**Work item:**
In the listing below, print exactly the lines from the first through the one that contains "border_width: f32, // pixels".

**Material for this task:**
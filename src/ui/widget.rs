use crate::markup::{self, TextSegment};
use crate::style::Color;

use super::scroll::ScrollState;
use super::theme::Theme;

/// Text held by a label or dialogue box.
#[derive(Debug, Clone, PartialEq)]
pub enum TextContent {
    Plain(String),
    /// Parsed markup; segments resolve against the widget's base style.
    Styled(Vec<TextSegment>),
}

impl TextContent {
    pub fn plain(text: impl Into<String>) -> Self {
        TextContent::Plain(text.into())
    }

    /// Parse bracket markup into styled segments.
    pub fn markup(text: &str) -> Self {
        TextContent::Styled(markup::parse(text))
    }

    /// The visible text without any styling.
    pub fn to_plain_string(&self) -> String {
        match self {
            TextContent::Plain(s) => s.clone(),
            TextContent::Styled(segments) => segments.iter().map(|s| s.text.as_str()).collect(),
        }
    }
}

impl Default for TextContent {
    fn default() -> Self {
        TextContent::Plain(String::new())
    }
}

/// Portrait expression drawn as a simple face. `None` on the widget leaves
/// the portrait as a flat colored square for the host to paint over.
#[derive(Debug, Clone, Copy, PartialEq, Eq)]
pub enum Mood {
    Neutral,
    Happy,
    Sad,
    Angry,
}

/// Flat enum widget identity.
/// Closed set: we know all widget types. No trait objects.
#[derive(Debug, Clone)]
pub enum Widget {
    /// Background rectangle with a border.
    Panel {
        bg_color: Color,
        border_color: Color,
        border_width: f32, // pixels
        padding: f32,      // pixels
    },

    /// Text clipped to the widget bounds; optionally wrapped and scrollable.
    Label {
        text: TextContent,
        color: Color,
        font_size: f32,
        wrap: bool,
        scrollable: bool,
        scroll: ScrollState,
        scrollbar_color: Color,
    },

    /// Clickable rectangle with centered text.
    Button {
        text: String,
        color: Color,
        bg_color: Color,
        hover_color: Color,
        font_size: f32,
    },

    /// Dialogue box with a portrait, optional speaker tag and scrollable text.
    PortraitDialogue {
        speaker: Option<String>,
        text: TextContent,
        portrait_color: Color,
        mood: Option<Mood>,
        show_on_right: bool,
        text_color: Color,
        font_size: f32,
        scroll: ScrollState,
    },
}

impl Widget {
    pub fn panel(theme: &Theme) -> Self {
        Widget::Panel {
            bg_color: theme.panel_bg,
            border_color: theme.panel_border_color,
            border_width: theme.panel_border_width,
            padding: theme.panel_padding,
        }
    }

    pub fn label(text: TextContent, wrap: bool, theme: &Theme) -> Self {
        Widget::Label {
            text,
            color: theme.text_color,
            font_size: theme.font_size,
            wrap,
            scrollable: true,
            scroll: ScrollState::with_steps(theme.scroll),
            scrollbar_color: theme.scrollbar_color,
        }
    }

    pub fn button(text: impl Into<String>, theme: &Theme) -> Self {
        Widget::Button {
            text: text.into(),
            color: theme.button_text,
            bg_color: theme.button_bg,
            hover_color: theme.button_hover,
            font_size: theme.font_size,
        }
    }

    pub fn portrait_dialogue(speaker: Option<&str>, text: TextContent, theme: &Theme) -> Self {
        Widget::PortraitDialogue {
            speaker: speaker.map(str::to_string),
            text,
            portrait_color: theme.portrait_color,
            mood: None,
            show_on_right: false,
            text_color: theme.text_color,
            font_size: theme.font_size,
            scroll: ScrollState::with_steps(theme.scroll),
        }
    }

    /// Text laid out inside the widget, if it has any.
    pub fn text_content(&self) -> Option<&TextContent> {
        match self {
            Widget::Label { text, .. } | Widget::PortraitDialogue { text, .. } => Some(text),
            _ => None,
        }
    }

    pub fn scroll(&self) -> Option<&ScrollState> {
        match self {
            Widget::Label {
                scroll, scrollable, ..
            } => scrollable.then_some(scroll),
            Widget::PortraitDialogue { scroll, .. } => Some(scroll),
            _ => None,
        }
    }

    pub fn scroll_mut(&mut self) -> Option<&mut ScrollState> {
        match self {
            Widget::Label {
                scroll, scrollable, ..
            } => scrollable.then_some(scroll),
            Widget::PortraitDialogue { scroll, .. } => Some(scroll),
            _ => None,
        }
    }
}

#[cfg(test)]
mod tests {
    use super::*;

    #[test]
    fn constructors_read_theme() {
        let theme = Theme::default();
        let Widget::Button {
            bg_color,
            hover_color,
            font_size,
            ..
        } = Widget::button("OK", &theme)
        else {
            panic!("expected button");
        };
        assert_eq!(bg_color, theme.button_bg);
        assert_eq!(hover_color, theme.button_hover);
        assert!((font_size - 20.0).abs() < 0.01);

        let dialogue = Widget::portrait_dialogue(Some("Ann"), TextContent::plain("hi"), &theme);
        let Widget::PortraitDialogue {
            speaker,
            show_on_right,
            ..
        } = &dialogue
        else {
            panic!("expected portrait dialogue");
        };
        assert_eq!(speaker.as_deref(), Some("Ann"));
        assert!(!show_on_right);
    }

    #[test]
    fn markup_content_strips_to_plain() {
        let text = TextContent::markup("Hello [color=red]world[/color]!");
        assert_eq!(text.to_plain_string(), "Hello world!");
        assert!(matches!(text, TextContent::Styled(ref s) if s.len() == 3));
    }

    #[test]
    fn scroll_only_when_scrollable() {
        let theme = Theme::default();
        let mut label = Widget::label(TextContent::plain("x"), true, &theme);
        assert!(label.scroll().is_some());
        if let Widget::Label { scrollable, .. } = &mut label {
            *scrollable = false;
        }
        assert!(label.scroll().is_none());
        assert!(Widget::panel(&theme).scroll().is_none());
    }
}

**Answer for this exercise:**
filename src/ui/widget.rs
use crate::markup::{self, TextSegment};
use crate::style::Color;

use super::scroll::ScrollState;
use super::theme::Theme;

/// Text held by a label or dialogue box.
#[derive(Debug, Clone, PartialEq)]
pub enum TextContent {
    Plain(String),
    /// Parsed markup; segments resolve against the widget's base style.
    Styled(Vec<TextSegment>),
}

impl TextContent {
    pub fn plain(text: impl Into<String>) -> Self {
        TextContent::Plain(text.into())
    }

    /// Parse bracket markup into styled segments.
    pub fn markup(text: &str) -> Self {
        TextContent::Styled(markup::parse(text))
    }

    /// The visible text without any styling.
    pub fn to_plain_string(&self) -> String {
        match self {
            TextContent::Plain(s) => s.clone(),
            TextContent::Styled(segments) => segments.iter().map(|s| s.text.as_str()).collect(),
        }
    }
}

impl Default for TextContent {
    fn default() -> Self {
        TextContent::Plain(String::new())
    }
}

/// Portrait expression drawn as a simple face. `None` on the widget leaves
/// the portrait as a flat colored square for the host to paint over.
#[derive(Debug, Clone, Copy, PartialEq, Eq)]
pub enum Mood {
    Neutral,
    Happy,
    Sad,
    Angry,
}

/// Flat enum widget identity.
/// Closed set: we know all widget types. No trait objects.
#[derive(Debug, Clone)]
pub enum Widget {
    /// Background rectangle with a border.
    Panel {
        bg_color: Color,
        border_color: Color,
        border_width: f32, // pixels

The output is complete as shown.